Constitucionalmente, o não cumprimento da função social da propriedade pode acarretar, entre outras penalidades impostas ao proprietário, sua desapropriação para fins de reforma agrária. A Carta Magna define o não cumprimento da função social da propriedade rural quando, em seu uso, pode ser observada uma ou mais das seguintes condições: (i) a utilização dos seus recursos naturais com o uso de processos que não preservam adequadamente o meio ambiente; (ii) a não observância da legislação trabalhista nas relações de produção da propriedade com seus recursos humanos; e (iii) a não utilização mínima do potencial produtivo das terras da propriedade. Esta última condição, diretamente relacionada à produtividade das áreas foi a principal justificativa para a maior parte das desapropriações ocorridas desde meados dos anos noventa do Século XX, período em que foram fortemente expandidas as ações de desapropriação e de assentamentos rurais, também chamadas de ações de Reforma Agrária.
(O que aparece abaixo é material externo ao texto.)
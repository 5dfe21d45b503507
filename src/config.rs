/******************************************************************************
   Author: Joaquín Béjar García
   Email: jb@taunais.com
   Date: 19/10/26
******************************************************************************/

//! Configuration for every component of the core.
//!
//! Each component has its own config struct with sensible defaults,
//! builder-style `with_*` setters and a `validate` method. [`CoreConfig`]
//! bundles all of them and can be loaded from JSON:
//!
//! ```rust
//! use marketcore_rs::config::CoreConfig;
//!
//! let config = CoreConfig::from_json_str(r#"{ "queue": { "capacity": 256 } }"#).unwrap();
//! assert_eq!(config.queue.capacity, 256);
//! assert_eq!(config.store.max_depth, 10);
//! ```
//!
//! Durations are stored as integer micro- or milliseconds so that the JSON form
//! stays flat; the typed accessors return [`Duration`].

use serde::{Deserialize, Serialize};
use std::path::{Path, PathBuf};
use std::time::Duration;
use thiserror::Error;

/// Errors produced while loading or validating configuration
#[derive(Debug, Error)]
#[non_exhaustive]
pub enum ConfigError {
    /// The configuration file could not be read
    #[error("failed to read configuration file {}: {message}", path.display())]
    Io {
        /// Path of the file
        path: PathBuf,
        /// Underlying I/O error message
        message: String,
    },

    /// The configuration text is not valid JSON for [`CoreConfig`]
    #[error("failed to parse configuration: {message}")]
    Parse {
        /// Underlying serde error message
        message: String,
    },

    /// A setting is outside its allowed range
    #[error("invalid configuration: {message}")]
    Invalid {
        /// Description of the offending setting
        message: String,
    },
}

fn invalid(message: impl Into<String>) -> ConfigError {
    ConfigError::Invalid {
        message: message.into(),
    }
}

/// Sizing of an [`Arena`](crate::arena::Arena).
#[derive(Debug, Clone, PartialEq, Eq, Serialize, Deserialize)]
#[serde(default)]
pub struct ArenaConfig {
    /// Blocks carved for every category at construction
    pub initial_blocks_per_category: usize,
    /// Blocks carved when a category's free list runs dry
    pub growth_batch: usize,
    /// Upper bound on the blocks a single category may ever own; `None` is unbounded
    pub max_blocks_per_category: Option<usize>,
}

impl Default for ArenaConfig {
    fn default() -> Self {
        Self {
            initial_blocks_per_category: 1024,
            growth_batch: 1024,
            max_blocks_per_category: None,
        }
    }
}

impl ArenaConfig {
    /// Sets the number of blocks preallocated per category.
    pub fn with_initial_blocks(mut self, blocks: usize) -> Self {
        self.initial_blocks_per_category = blocks;
        self
    }

    /// Sets the number of blocks added when a free list is empty.
    pub fn with_growth_batch(mut self, blocks: usize) -> Self {
        self.growth_batch = blocks;
        self
    }

    /// Caps the number of blocks a category may own.
    pub fn with_max_blocks(mut self, blocks: usize) -> Self {
        self.max_blocks_per_category = Some(blocks);
        self
    }

    /// Checks that the settings can build an arena.
    pub fn validate(&self) -> Result<(), ConfigError> {
        if self.growth_batch == 0 {
            return Err(invalid("arena growth_batch must be greater than zero"));
        }
        if let Some(max) = self.max_blocks_per_category
            && self.initial_blocks_per_category > max
        {
            return Err(invalid(format!(
                "arena initial_blocks_per_category ({}) exceeds max_blocks_per_category ({max})",
                self.initial_blocks_per_category
            )));
        }
        Ok(())
    }
}

/// Sizing and timing of a [`ConcurrentQueue`](crate::queue::ConcurrentQueue).
#[derive(Debug, Clone, PartialEq, Eq, Serialize, Deserialize)]
#[serde(default)]
pub struct QueueConfig {
    /// Maximum number of queued items
    pub capacity: usize,
    /// Nodes added to the node arena when it runs dry
    pub node_growth_batch: usize,
    /// Sleep between retries of timed operations once spinning is exhausted, in microseconds
    pub timed_poll_interval_us: u64,
}

impl Default for QueueConfig {
    fn default() -> Self {
        Self {
            capacity: 1024,
            node_growth_batch: 256,
            timed_poll_interval_us: 50,
        }
    }
}

impl QueueConfig {
    /// Creates a config with the given capacity and default timings.
    pub fn with_capacity(capacity: usize) -> Self {
        Self {
            capacity,
            ..Self::default()
        }
    }

    /// Sets the sleep used by timed operations between retries.
    pub fn with_timed_poll_interval(mut self, interval: Duration) -> Self {
        self.timed_poll_interval_us = interval.as_micros() as u64;
        self
    }

    /// Sleep used by timed operations between retries.
    pub fn timed_poll_interval(&self) -> Duration {
        Duration::from_micros(self.timed_poll_interval_us)
    }

    /// Checks that the settings can build a queue.
    pub fn validate(&self) -> Result<(), ConfigError> {
        if self.capacity == 0 {
            return Err(invalid("queue capacity must be greater than zero"));
        }
        if self.capacity >= u32::MAX as usize {
            return Err(invalid("queue capacity must fit in 32-bit node indices"));
        }
        if self.node_growth_batch == 0 {
            return Err(invalid("queue node_growth_batch must be greater than zero"));
        }
        Ok(())
    }
}

/// Sizing policy of a [`WorkerPool`](crate::pool::WorkerPool).
#[derive(Debug, Clone, PartialEq, Eq, Serialize, Deserialize)]
#[serde(default)]
pub struct PoolConfig {
    /// Workers started by the constructor
    pub initial_threads: usize,
    /// Floor for automatic shrinking
    pub min_threads: usize,
    /// Ceiling for automatic growth and explicit resizing
    pub max_threads: usize,
    /// The pool grows when queued tasks exceed `growth_threshold` per worker
    pub growth_threshold: usize,
    /// Idle time after which a worker above `min_threads` retires, in milliseconds
    pub idle_timeout_ms: u64,
    /// Prefix of worker thread names
    pub thread_name_prefix: String,
}

impl Default for PoolConfig {
    fn default() -> Self {
        let cpus = std::thread::available_parallelism()
            .map(|n| n.get())
            .unwrap_or(4);
        Self {
            initial_threads: cpus.min(4),
            min_threads: 1,
            max_threads: cpus.max(4),
            growth_threshold: 4,
            idle_timeout_ms: 5_000,
            thread_name_prefix: "marketcore-worker".to_string(),
        }
    }
}

impl PoolConfig {
    /// Creates a fixed-size config: initial, min and max are all `threads`.
    pub fn fixed(threads: usize) -> Self {
        Self {
            initial_threads: threads,
            min_threads: threads,
            max_threads: threads,
            ..Self::default()
        }
    }

    /// Sets the initial, minimum and maximum worker counts.
    pub fn with_threads(mut self, initial: usize, min: usize, max: usize) -> Self {
        self.initial_threads = initial;
        self.min_threads = min;
        self.max_threads = max;
        self
    }

    /// Sets the queued-tasks-per-worker ratio that triggers growth.
    pub fn with_growth_threshold(mut self, threshold: usize) -> Self {
        self.growth_threshold = threshold;
        self
    }

    /// Sets the idle timeout of workers above the minimum.
    pub fn with_idle_timeout(mut self, timeout: Duration) -> Self {
        self.idle_timeout_ms = timeout.as_millis() as u64;
        self
    }

    /// Idle timeout of workers above the minimum.
    pub fn idle_timeout(&self) -> Duration {
        Duration::from_millis(self.idle_timeout_ms)
    }

    /// Checks that the settings describe a usable pool.
    pub fn validate(&self) -> Result<(), ConfigError> {
        if self.max_threads == 0 {
            return Err(invalid("pool max_threads must be greater than zero"));
        }
        if self.min_threads > self.max_threads {
            return Err(invalid(format!(
                "pool min_threads ({}) exceeds max_threads ({})",
                self.min_threads, self.max_threads
            )));
        }
        if self.initial_threads > self.max_threads {
            return Err(invalid(format!(
                "pool initial_threads ({}) exceeds max_threads ({})",
                self.initial_threads, self.max_threads
            )));
        }
        if self.growth_threshold == 0 {
            return Err(invalid("pool growth_threshold must be greater than zero"));
        }
        Ok(())
    }
}

/// Behaviour of a [`MarketDataStore`](crate::store::MarketDataStore).
#[derive(Debug, Clone, PartialEq, Serialize, Deserialize)]
#[serde(default)]
pub struct StoreConfig {
    /// Maximum number of distinct symbols that may be subscribed
    pub max_symbols: usize,
    /// Price levels kept per side of every book
    pub max_depth: usize,
    /// Processing time above which an update counts as contended, in microseconds
    pub contention_threshold_us: u64,
    /// Capacity of each source's inbound update queue
    pub source_queue_capacity: usize,
    /// Wait used by source threads when their queue is empty, in microseconds
    pub source_poll_interval_us: u64,
    /// Weight of the newest sample in the per-source latency moving average
    pub latency_ema_alpha: f64,
    /// Arena backing book entries (categories: bid, ask)
    pub entry_arena: ArenaConfig,
}

impl Default for StoreConfig {
    fn default() -> Self {
        Self {
            max_symbols: 1024,
            max_depth: 10,
            contention_threshold_us: 100,
            source_queue_capacity: 4096,
            source_poll_interval_us: 1_000,
            latency_ema_alpha: 0.1,
            entry_arena: ArenaConfig::default().with_initial_blocks(256),
        }
    }
}

impl StoreConfig {
    /// Sets the maximum number of subscribed symbols.
    pub fn with_max_symbols(mut self, max_symbols: usize) -> Self {
        self.max_symbols = max_symbols;
        self
    }

    /// Sets the number of price levels kept per side.
    pub fn with_max_depth(mut self, max_depth: usize) -> Self {
        self.max_depth = max_depth;
        self
    }

    /// Sets the processing time above which an update counts as contended.
    pub fn with_contention_threshold(mut self, threshold: Duration) -> Self {
        self.contention_threshold_us = threshold.as_micros() as u64;
        self
    }

    /// Sets the capacity of every source's inbound queue.
    pub fn with_source_queue_capacity(mut self, capacity: usize) -> Self {
        self.source_queue_capacity = capacity;
        self
    }

    /// Replaces the book-entry arena settings.
    pub fn with_entry_arena(mut self, arena: ArenaConfig) -> Self {
        self.entry_arena = arena;
        self
    }

    /// Processing time above which an update counts as contended.
    pub fn contention_threshold(&self) -> Duration {
        Duration::from_micros(self.contention_threshold_us)
    }

    /// Wait used by source threads when their queue is empty.
    pub fn source_poll_interval(&self) -> Duration {
        Duration::from_micros(self.source_poll_interval_us)
    }

    /// Checks that the settings describe a usable store.
    pub fn validate(&self) -> Result<(), ConfigError> {
        if self.max_symbols == 0 {
            return Err(invalid("store max_symbols must be greater than zero"));
        }
        if self.max_depth == 0 {
            return Err(invalid("store max_depth must be greater than zero"));
        }
        if !(self.latency_ema_alpha > 0.0 && self.latency_ema_alpha <= 1.0) {
            return Err(invalid(format!(
                "store latency_ema_alpha must be in (0, 1], got {}",
                self.latency_ema_alpha
            )));
        }
        QueueConfig::with_capacity(self.source_queue_capacity).validate()?;
        self.entry_arena.validate()
    }
}

/// Configuration of the whole core.
#[derive(Debug, Clone, Default, PartialEq, Serialize, Deserialize)]
#[serde(default)]
pub struct CoreConfig {
    /// Settings for standalone arenas
    pub arena: ArenaConfig,
    /// Settings for standalone queues
    pub queue: QueueConfig,
    /// Worker pool settings
    pub pool: PoolConfig,
    /// Order-book store settings
    pub store: StoreConfig,
}

impl CoreConfig {
    /// Parses and validates a JSON document. Missing fields take their defaults.
    pub fn from_json_str(json: &str) -> Result<Self, ConfigError> {
        let config: CoreConfig = serde_json::from_str(json).map_err(|e| ConfigError::Parse {
            message: e.to_string(),
        })?;
        config.validate()?;
        Ok(config)
    }

    /// Reads, parses and validates a JSON configuration file.
    pub fn from_json_file(path: impl AsRef<Path>) -> Result<Self, ConfigError> {
        let path = path.as_ref();
        let text = std::fs::read_to_string(path).map_err(|e| ConfigError::Io {
            path: path.to_path_buf(),
            message: e.to_string(),
        })?;
        Self::from_json_str(&text)
    }

    /// Serializes the configuration as pretty-printed JSON.
    pub fn to_json_string(&self) -> Result<String, ConfigError> {
        serde_json::to_string_pretty(self).map_err(|e| ConfigError::Parse {
            message: e.to_string(),
        })
    }

    /// Validates every section.
    pub fn validate(&self) -> Result<(), ConfigError> {
        self.arena.validate()?;
        self.queue.validate()?;
        self.pool.validate()?;
        self.store.validate()
    }
}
Com exceção do estímulo ao uso de processos adequados de preservação dos recursos naturais, as duas outras exigências para cumprimento constitucional da função social da propriedade – utilização mínima do potencial produtivo da terra e adequação às normas da legislação trabalhista – causam, possivelmente, mais malefícios que benefícios à sociedade brasileira. As exigências da legislação trabalhista causam mais conflitos do que servem para harmonizar as relações de trabalho na agricultura. Baseada na Consolidação das Leis do Trabalho – CLT, a nossa legislação trabalhista sempre ignorou as exigências específicas das condições de produção na agricultura, especialmente as necessidades de horários, deslocamentos e concentração temporal de horas trabalhadas. Dificilmente as normas pensadas para as atividades de trabalho em escritórios, chão de fábrica e comércio nas cidades podem e devem ser utilizadas em culturas ou atividades realizadas a céu aberto e sujeitas a intempéries que variam com as estações do ano. Apenas recentemente algumas normas trabalhistas da antiga CLT foram objeto de aprimoramentos e, consequentemente, têm diminuído as tensões entre o capital e o trabalho no agro e na sociedade.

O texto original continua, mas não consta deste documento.